:: WHAT THE TASK REQUIRES ::
Scan the entries below for the word "OrderRequest", then copy each line that holds it.

:: Dataset entries ::
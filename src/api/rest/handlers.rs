//! # REST Handlers
//!
//! Request handlers for the quote endpoints.
//!
//! Handlers parse the request, call [`QuoteService`] and render the result.
//! Every failure, including malformed JSON and bad path or query values,
//! renders as [`ErrorResponse`].

use crate::application::dto::{
    ConversionOutcome, CreateQuote, ExpirationReport, Page, QuoteDetails, UpdateQuote,
};
use crate::application::error::ApplicationError;
use crate::application::services::QuoteService;
use crate::domain::entities::Quote;
use crate::domain::value_objects::{CompanyLocationId, CustomerId, QuoteId, QuoteStatus, Timestamp};
use crate::infrastructure::persistence::{PageRequest, QuoteFilter};
use axum::Json;
use axum::extract::rejection::{JsonRejection, QueryRejection};
use axum::extract::{Path, Query, State};
use axum::http::StatusCode;
use axum::response::{IntoResponse, Response};
use serde::{Deserialize, Serialize};
use std::sync::Arc;

// ============================================================================
// State
// ============================================================================

/// Shared state for all handlers.
#[derive(Debug, Clone)]
pub struct AppState {
    /// Quote use cases.
    pub service: Arc<QuoteService>,
}

impl AppState {
    /// Creates the state.
    #[must_use]
    pub fn new(service: Arc<QuoteService>) -> Self {
        Self { service }
    }
}

// ============================================================================
// Requests
// ============================================================================

/// Body of the submit, approve, reject and cancel endpoints.
#[derive(Debug, Clone, Deserialize)]
#[serde(rename_all = "camelCase")]
pub struct ActionRequest {
    /// Who performs the action.
    pub action_by: String,
    /// Optional note recorded on the audit trail.
    #[serde(default)]
    pub note: Option<String>,
}

/// Body of the order endpoint.
#[derive(Debug, Clone, Deserialize)]
#[serde(rename_all = "camelCase")]
pub struct OrderRequest {
    /// Who converts the quote.
    pub action_by: String,
}

/// Body of the bulk delete endpoint.
#[derive(Debug, Clone, Deserialize)]
#[serde(rename_all = "camelCase")]
pub struct BulkDeleteRequest {
    /// Customer that must own every quote.
    pub customer_id: CustomerId,
    /// Draft quotes to delete.
    pub quote_ids: Vec<QuoteId>,
}

/// Query parameters of the list endpoint.
#[derive(Debug, Clone, Default, Deserialize)]
#[serde(rename_all = "camelCase")]
pub struct ListQuery {
    /// Filter by buyer.
    pub customer_id: Option<String>,
    /// Filter by company location.
    pub company_location_id: Option<String>,
    /// Filter by shop domain.
    pub store_name: Option<String>,
    /// Filter by status name.
    pub status: Option<String>,
    /// One-based page.
    pub page: Option<u32>,
    /// Page size.
    pub per_page: Option<u32>,
}

impl ListQuery {
    fn into_filter(self) -> Result<(QuoteFilter, PageRequest), ApiError> {
        let status = self
            .status
            .as_deref()
            .map(str::parse::<QuoteStatus>)
            .transpose()
            .map_err(|e| ApiError::bad_request(e.to_string()))?;
        let filter = QuoteFilter {
            customer_id: self.customer_id.map(CustomerId::new),
            company_location_id: self.company_location_id.map(CompanyLocationId::new),
            store_name: self.store_name,
            status,
        };
        Ok((filter, PageRequest::new(self.page, self.per_page)))
    }
}

// ============================================================================
// Responses
// ============================================================================

/// Error body.
#[derive(Debug, Clone, PartialEq, Eq, Serialize, Deserialize)]
pub struct ErrorResponse {
    /// Machine-readable code.
    pub code: String,
    /// Human-readable message.
    pub message: String,
}

/// An error with its HTTP status.
#[derive(Debug)]
pub struct ApiError {
    status: StatusCode,
    body: ErrorResponse,
}

impl ApiError {
    /// Creates an error.
    #[must_use]
    pub fn new(status: StatusCode, code: impl Into<String>, message: impl Into<String>) -> Self {
        Self {
            status,
            body: ErrorResponse {
                code: code.into(),
                message: message.into(),
            },
        }
    }

    /// Creates a 400 error.
    #[must_use]
    pub fn bad_request(message: impl Into<String>) -> Self {
        Self::new(StatusCode::BAD_REQUEST, "BAD_REQUEST", message)
    }

    /// Returns the status.
    #[must_use]
    pub fn status(&self) -> StatusCode {
        self.status
    }
}

impl From<ApplicationError> for ApiError {
    fn from(err: ApplicationError) -> Self {
        let status =
            StatusCode::from_u16(err.status_code()).unwrap_or(StatusCode::INTERNAL_SERVER_ERROR);
        if status.is_server_error() {
            tracing::error!(code = err.code(), error = %err, "request failed");
        } else {
            tracing::debug!(code = err.code(), error = %err, "request rejected");
        }
        Self::new(status, err.code(), err.public_message())
    }
}

impl From<JsonRejection> for ApiError {
    fn from(rejection: JsonRejection) -> Self {
        Self::bad_request(rejection.body_text())
    }
}

impl From<QueryRejection> for ApiError {
    fn from(rejection: QueryRejection) -> Self {
        Self::bad_request(rejection.body_text())
    }
}

impl IntoResponse for ApiError {
    fn into_response(self) -> Response {
        (self.status, Json(self.body)).into_response()
    }
}

/// Health check body.
#[derive(Debug, Clone, PartialEq, Eq, Serialize, Deserialize)]
pub struct HealthResponse {
    /// Always `ok`.
    pub status: String,
    /// Crate version.
    pub version: String,
}

/// Bulk delete result.
#[derive(Debug, Clone, PartialEq, Eq, Serialize, Deserialize)]
pub struct BulkDeleteResponse {
    /// Quotes deleted.
    pub deleted: u64,
}

type ApiResult<T> = Result<T, ApiError>;

fn parse_id(raw: &str) -> ApiResult<QuoteId> {
    raw.parse()
        .map_err(|_| ApiError::bad_request(format!("invalid quote id: {raw}")))
}

// ============================================================================
// Handlers
// ============================================================================

/// `GET /api/v1/health`
pub async fn health() -> Json<HealthResponse> {
    Json(HealthResponse {
        status: "ok".to_string(),
        version: env!("CARGO_PKG_VERSION").to_string(),
    })
}

/// `GET /api/v1/quotes`
pub async fn list_quotes(
    State(state): State<Arc<AppState>>,
    query: Result<Query<ListQuery>, QueryRejection>,
) -> ApiResult<Json<Page<Quote>>> {
    let Query(query) = query?;
    let (filter, page) = query.into_filter()?;
    Ok(Json(state.service.list_quotes(&filter, page).await?))
}

/// `POST /api/v1/quotes`
pub async fn create_quote(
    State(state): State<Arc<AppState>>,
    body: Result<Json<CreateQuote>, JsonRejection>,
) -> ApiResult<(StatusCode, Json<QuoteDetails>)> {
    let Json(input) = body?;
    let details = state.service.create_quote(input).await?;
    Ok((StatusCode::CREATED, Json(details)))
}

/// `GET /api/v1/quotes/{id}`
pub async fn get_quote(
    State(state): State<Arc<AppState>>,
    Path(id): Path<String>,
) -> ApiResult<Json<QuoteDetails>> {
    let id = parse_id(&id)?;
    Ok(Json(state.service.get_quote(&id).await?))
}

/// `PUT /api/v1/quotes/{id}`
pub async fn update_quote(
    State(state): State<Arc<AppState>>,
    Path(id): Path<String>,
    body: Result<Json<UpdateQuote>, JsonRejection>,
) -> ApiResult<Json<QuoteDetails>> {
    let id = parse_id(&id)?;
    let Json(input) = body?;
    Ok(Json(state.service.update_quote(&id, input).await?))
}

/// `POST /api/v1/quotes/{id}/submit`
pub async fn submit_quote(
    State(state): State<Arc<AppState>>,
    Path(id): Path<String>,
    body: Result<Json<ActionRequest>, JsonRejection>,
) -> ApiResult<Json<Quote>> {
    let id = parse_id(&id)?;
    let Json(req) = body?;
    Ok(Json(state.service.submit(&id, &req.action_by, req.note).await?))
}

/// `POST /api/v1/quotes/{id}/approve`
pub async fn approve_quote(
    State(state): State<Arc<AppState>>,
    Path(id): Path<String>,
    body: Result<Json<ActionRequest>, JsonRejection>,
) -> ApiResult<Json<Quote>> {
    let id = parse_id(&id)?;
    let Json(req) = body?;
    Ok(Json(state.service.approve(&id, &req.action_by, req.note).await?))
}

/// `POST /api/v1/quotes/{id}/reject`
pub async fn reject_quote(
    State(state): State<Arc<AppState>>,
    Path(id): Path<String>,
    body: Result<Json<ActionRequest>, JsonRejection>,
) -> ApiResult<Json<Quote>> {
    let id = parse_id(&id)?;
    let Json(req) = body?;
    Ok(Json(state.service.reject(&id, &req.action_by, req.note).await?))
}

/// `POST /api/v1/quotes/{id}/cancel`
pub async fn cancel_quote(
    State(state): State<Arc<AppState>>,
    Path(id): Path<String>,
    body: Result<Json<ActionRequest>, JsonRejection>,
) -> ApiResult<Json<Quote>> {
    let id = parse_id(&id)?;
    let Json(req) = body?;
    Ok(Json(state.service.cancel(&id, &req.action_by, req.note).await?))
}

/// `POST /api/v1/quotes/{id}/order`
pub async fn convert_quote(
    State(state): State<Arc<AppState>>,
    Path(id): Path<String>,
    body: Result<Json<OrderRequest>, JsonRejection>,
) -> ApiResult<Json<ConversionOutcome>> {
    let id = parse_id(&id)?;
    let Json(req) = body?;
    Ok(Json(state.service.convert_to_order(&id, &req.action_by).await?))
}

/// `POST /api/v1/quotes/bulk-delete`
pub async fn bulk_delete_quotes(
    State(state): State<Arc<AppState>>,
    body: Result<Json<BulkDeleteRequest>, JsonRejection>,
) -> ApiResult<Json<BulkDeleteResponse>> {
    let Json(req) = body?;
    let deleted = state
        .service
        .bulk_delete_drafts(&req.customer_id, &req.quote_ids)
        .await?;
    Ok(Json(BulkDeleteResponse { deleted }))
}

/// `POST /api/v1/quotes/expire`
pub async fn expire_quotes(
    State(state): State<Arc<AppState>>,
) -> ApiResult<Json<ExpirationReport>> {
    Ok(Json(state.service.expire_quotes(Timestamp::now()).await?))
}

#[cfg(test)]
#[allow(clippy::unwrap_used)]
mod tests {
    use super::*;
    use crate::domain::errors::DomainError;

    #[test]
    fn application_errors_keep_status_and_code() {
        let err: ApiError = ApplicationError::from(DomainError::InvalidStatusTransition {
            from: QuoteStatus::Declined,
            to: QuoteStatus::Approved,
        })
        .into();
        assert_eq!(err.status(), StatusCode::BAD_REQUEST);
        assert_eq!(err.body.code, "INVALID_STATUS_TRANSITION");

        let err: ApiError = ApplicationError::draft_not_found("q-1").into();
        assert_eq!(err.status(), StatusCode::NOT_FOUND);
    }

    #[test]
    fn list_query_rejects_unknown_status() {
        let query = ListQuery {
            status: Some("Pending".to_string()),
            ..ListQuery::default()
        };
        let err = query.into_filter().err();
        assert_eq!(err.map(|e| e.status()), Some(StatusCode::BAD_REQUEST));
    }

    #[test]
    fn list_query_builds_filter() {
        let query = ListQuery {
            customer_id: Some("gid://shopify/Customer/1".to_string()),
            status: Some("approved".to_string()),
            per_page: Some(500),
            ..ListQuery::default()
        };
        let (filter, page) = query.into_filter().unwrap();
        assert_eq!(filter.status, Some(QuoteStatus::Approved));
        assert_eq!(page.per_page(), 100);
    }

    #[test]
    fn bad_id_is_bad_request() {
        let err = parse_id("not-a-uuid").err();
        assert_eq!(err.map(|e| e.status()), Some(StatusCode::BAD_REQUEST));
    }
}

:: ANSWER TO THIS EXERCISE ::
pub struct OrderRequest {
    body: Result<Json<OrderRequest>, JsonRejection>,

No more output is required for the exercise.